Scientific classification
- Kingdom: Plantae
- Clade: Tracheophytes
- Clade: Angiosperms
- Clade: Eudicots
- Clade: Rosids
- Order: Malvales
- Family: Malvaceae
- Genus: Sterculia
- Species: S. setigera
- Binomial name: Sterculia setigera Delile
- Synonyms: Clompanus tomentosa (Schott & Endl.) Kuntze ; Cola tomentosa Schott & Endl. ; Sterculia cinerea Schweinf. ; Sterculia hartmanniana Schweinf. ; Sterculia tomentosa Guill. & Perr. ;

= Sterculia setigera =

- Genus: Sterculia
- Species: setigera
- Authority: Delile
- Conservation status: LC

Species of deciduous tree

Sterculia setigera is a deciduous tree species within the Malvaceae family. It commonly occurs in the Sahelo-Sudan and Guinea savannah zones of Tropical Africa. Among the Hausa people it is known as Kukkuki and Boɓori among Fulani people of Nigeria. It is an important tree crop in Senegal as Gum karaya obtained from the woody species is exported from the country.

== Description ==
A deciduous tree that is capable of reaching 18 meters in height, it has an open spreading crown with buttressed base, its grey purple bark peels off in thin, irregular scales leaving pale patches, while a slash reveals a fibrous, brownish to red inner bark and a white exudate.

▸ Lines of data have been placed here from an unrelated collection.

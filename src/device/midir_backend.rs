//! Host backend on top of [midir](https://crates.io/crates/midir).
//!
//! Each midir input port is presented as a device with a single output port. midir has no
//! hot-plug callback, so a watcher thread rescans the port list and reports the difference.
//! An open port keeps its midir connection alive on a small keeper thread; the connection
//! callback forwards bytes over a channel that [`MidiPort::read`] waits on.

use std::collections::{BTreeMap, VecDeque};
use std::sync::{Arc, Mutex, MutexGuard, PoisonError};
use std::thread;
use std::time::Duration;

use crossbeam_channel::{Receiver, RecvTimeoutError, Sender};
use midir::{Ignore, MidiInput, MidiInputConnection};

use super::{
    DeviceDescriptor, DeviceEvent, DeviceEventHandler, DeviceId, DeviceKind, HotplugSource,
    MidiBackend, MidiPort,
};
use crate::error::DeviceError;

pub struct MidirBackend {
    client_name: String,
    poll: Duration,
    handlers: Arc<Mutex<Vec<DeviceEventHandler>>>,
    watcher: Mutex<Option<Watcher>>,
}

impl MidirBackend {
    pub fn new(client_name: impl Into<String>, poll: Duration) -> Self {
        Self {
            client_name: client_name.into(),
            poll,
            handlers: Arc::new(Mutex::new(Vec::new())),
            watcher: Mutex::new(None),
        }
    }

    fn scan(client_name: &str) -> Vec<DeviceDescriptor> {
        let mut midi_in = match MidiInput::new(client_name) {
            Ok(midi_in) => midi_in,
            Err(e) => {
                log::warn!("cannot create MIDI client: {e}");
                return Vec::new();
            }
        };
        midi_in.ignore(Ignore::None);
        midi_in
            .ports()
            .iter()
            .filter_map(|port| {
                let name = midi_in.port_name(port).ok()?;
                Some(DeviceDescriptor {
                    id: DeviceId(port.id()),
                    kind: classify(&name, client_name),
                    name,
                    output_ports: 1,
                })
            })
            .collect()
    }
}

fn classify(name: &str, client_name: &str) -> DeviceKind {
    if name.to_lowercase().starts_with(&client_name.to_lowercase()) {
        DeviceKind::Loopback
    } else {
        DeviceKind::Controller
    }
}

fn lock<T>(mutex: &Mutex<T>) -> MutexGuard<'_, T> {
    mutex.lock().unwrap_or_else(PoisonError::into_inner)
}

impl MidiBackend for MidirBackend {
    fn list_devices(&self) -> Vec<DeviceDescriptor> {
        Self::scan(&self.client_name)
    }

    fn open_port(
        &self,
        device: &DeviceDescriptor,
        port: usize,
    ) -> Result<Box<dyn MidiPort>, DeviceError> {
        let unavailable = |reason: String| DeviceError::PortUnavailable {
            device: device.name.clone(),
            port,
            reason,
        };
        if port != 0 {
            return Err(unavailable("midir inputs have a single port".into()));
        }

        let (data_tx, data_rx) = crossbeam_channel::unbounded();
        let (ready_tx, ready_rx) = crossbeam_channel::bounded(1);
        let (close_tx, close_rx) = crossbeam_channel::bounded::<()>(1);
        let client_name = self.client_name.clone();
        let id = device.id.clone();

        let keeper = thread::Builder::new()
            .name(format!("midir-{}", device.name))
            .spawn(move || match connect(&client_name, &id, data_tx) {
                Ok(connection) => {
                    let _ = ready_tx.send(Ok(()));
                    // Returns once the port handle drops its end.
                    let _ = close_rx.recv();
                    connection.close();
                }
                Err(reason) => {
                    let _ = ready_tx.send(Err(reason));
                }
            })
            .map_err(|e| unavailable(e.to_string()))?;

        match ready_rx.recv() {
            Ok(Ok(())) => Ok(Box::new(MidirPort {
                device: device.name.clone(),
                data: data_rx,
                pending: VecDeque::new(),
                close: Some(close_tx),
                keeper: Some(keeper),
            })),
            Ok(Err(reason)) => {
                let _ = keeper.join();
                Err(unavailable(reason))
            }
            Err(_) => Err(unavailable("connection thread exited".into())),
        }
    }
}

fn connect(
    client_name: &str,
    id: &DeviceId,
    data: Sender<Vec<u8>>,
) -> Result<MidiInputConnection<()>, String> {
    let mut midi_in = MidiInput::new(client_name).map_err(|e| e.to_string())?;
    midi_in.ignore(Ignore::None);
    let port = midi_in
        .ports()
        .into_iter()
        .find(|p| p.id() == id.0)
        .ok_or_else(|| "port is gone".to_owned())?;
    midi_in
        .connect(
            &port,
            &format!("{client_name}-read-input"),
            move |_stamp, bytes, _| {
                let _ = data.send(bytes.to_vec());
            },
            (),
        )
        .map_err(|e| e.to_string())
}

struct MidirPort {
    device: String,
    data: Receiver<Vec<u8>>,
    pending: VecDeque<u8>,
    close: Option<Sender<()>>,
    keeper: Option<thread::JoinHandle<()>>,
}

impl MidiPort for MidirPort {
    fn read(&mut self, buf: &mut [u8], timeout: Duration) -> Result<usize, DeviceError> {
        if self.pending.is_empty() {
            match self.data.recv_timeout(timeout) {
                Ok(bytes) => self.pending.extend(bytes),
                Err(RecvTimeoutError::Timeout) => return Ok(0),
                Err(RecvTimeoutError::Disconnected) => {
                    return Err(DeviceError::DeviceDisconnected {
                        device: self.device.clone(),
                        reason: "connection closed".into(),
                    });
                }
            }
        }
        let n = buf.len().min(self.pending.len());
        for (slot, byte) in buf.iter_mut().zip(self.pending.drain(..n)) {
            *slot = byte;
        }
        Ok(n)
    }
}

impl Drop for MidirPort {
    fn drop(&mut self) {
        drop(self.close.take());
        if let Some(keeper) = self.keeper.take() {
            if keeper.join().is_err() {
                log::error!("[MIDI {}] connection thread panicked", self.device);
            }
        }
    }
}

impl HotplugSource for MidirBackend {
    fn subscribe(&self, handler: DeviceEventHandler) {
        lock(&self.handlers).push(handler);
        let mut watcher = lock(&self.watcher);
        if watcher.is_none() {
            match Watcher::spawn(self.client_name.clone(), self.poll, self.handlers.clone()) {
                Ok(started) => *watcher = Some(started),
                Err(e) => log::error!("cannot start hot-plug watcher: {e}"),
            }
        }
    }
}

/// Polls the port list and reports changes to subscribers. Stops when dropped.
struct Watcher {
    stop: Option<Sender<()>>,
    handle: Option<thread::JoinHandle<()>>,
}

impl Watcher {
    fn spawn(
        client_name: String,
        poll: Duration,
        handlers: Arc<Mutex<Vec<DeviceEventHandler>>>,
    ) -> std::io::Result<Self> {
        let (stop, stopped) = crossbeam_channel::bounded::<()>(0);
        let mut known = snapshot(MidirBackend::scan(&client_name));
        let handle = thread::Builder::new()
            .name("midi-hotplug".into())
            .spawn(move || {
                while let Err(RecvTimeoutError::Timeout) = stopped.recv_timeout(poll) {
                    let current = MidirBackend::scan(&client_name);
                    let events = diff(&known, &current);
                    if events.is_empty() {
                        continue;
                    }
                    known = snapshot(current);
                    let handlers = lock(&handlers).clone();
                    for event in events {
                        log::debug!("hot-plug: {event:?}");
                        for handler in &handlers {
                            handler(event.clone());
                        }
                    }
                }
            })?;
        Ok(Self {
            stop: Some(stop),
            handle: Some(handle),
        })
    }
}

impl Drop for Watcher {
    fn drop(&mut self) {
        drop(self.stop.take());
        if let Some(handle) = self.handle.take() {
            // The last backend handle can be dropped by a subscriber running on the watcher.
            if handle.thread().id() != thread::current().id() {
                let _ = handle.join();
            }
        }
    }
}

fn snapshot(devices: Vec<DeviceDescriptor>) -> BTreeMap<DeviceId, DeviceDescriptor> {
    devices.into_iter().map(|d| (d.id.clone(), d)).collect()
}

/// Removals first, then additions, each in id order.
fn diff(
    known: &BTreeMap<DeviceId, DeviceDescriptor>,
    current: &[DeviceDescriptor],
) -> Vec<DeviceEvent> {
    let current_ids: BTreeMap<&DeviceId, &DeviceDescriptor> =
        current.iter().map(|d| (&d.id, d)).collect();
    let removed = known
        .iter()
        .filter(|(id, _)| !current_ids.contains_key(id))
        .map(|(_, d)| DeviceEvent::Removed(d.clone()));
    let added = current_ids
        .iter()
        .filter(|(id, _)| !known.contains_key(**id))
        .map(|(_, d)| DeviceEvent::Added((*d).clone()));
    removed.chain(added).collect()
}

#[cfg(test)]
mod tests {
    use super::*;

    #[test]
    fn diff_reports_removals_then_additions() {
        let a = DeviceDescriptor::controller("a", "Keys", 1);
        let b = DeviceDescriptor::controller("b", "Pads", 1);
        let c = DeviceDescriptor::controller("c", "Faders", 1);
        let known = snapshot(vec![a.clone(), b.clone()]);
        assert_eq!(
            diff(&known, &[c.clone(), b.clone()]),
            [DeviceEvent::Removed(a), DeviceEvent::Added(c)]
        );
        assert!(diff(&known, &[b.clone(), DeviceDescriptor::controller("a", "Keys", 1)]).is_empty());
    }

    #[test]
    fn own_ports_are_loopback() {
        assert_eq!(
            classify("MIDI_Synth_Bridge:out 128:0", "midi_synth_bridge"),
            DeviceKind::Loopback
        );
        assert_eq!(
            classify("Keystation 49 MK3:Keystation 49 MK3 MIDI 1 24:0", "midi_synth_bridge"),
            DeviceKind::Controller
        );
    }
}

Leaves are simple and alternate in arrangement, nerves palmately arranged at base with leaves 5 entire or pointed lobes; leaf-blade is ovate to orbicular in outline, upper surface tends to be stellate and tomentose.

Inflorescence is raceme type, calyx, 5 lobed, up to 12 mm in diameter, outer surface is green while inner surface is purple-red. The flowering period begins towards the end of the dry season between the months of February and April. Fruit is a sessile follicle, 6-10 cm long, oblong in shape, grey-green or brown in color and many seeded, follicle can stay on tree even when seeds falls off.

== Distribution ==
Occurs from Senegal eastwards to Sudan and Ethiopia and in Angola, found in the savanna ecological zones, frequently on hill or rocky soils and in shallow gritty soils.

== Chemistry ==
Tests on stem bark extracts of the plant isolated the chemical compound, lupeol and a class of Procyanidin trimers. The sugar properties of the gum obtained from the species consisting of D-galacturonic acid, L-rhamnose, D-galactose is quite similar to those obtained from Sterculia Urens.

== Uses ==
Seeds are eaten by nomadic groups in Northern Nigeria. A wide spread species, it has multi-purpose functions in various local communities. A decoction of stem bark extracts are used as part of an herbal regimen to treat skin ailments and infections, fever, diarrhea and toothache.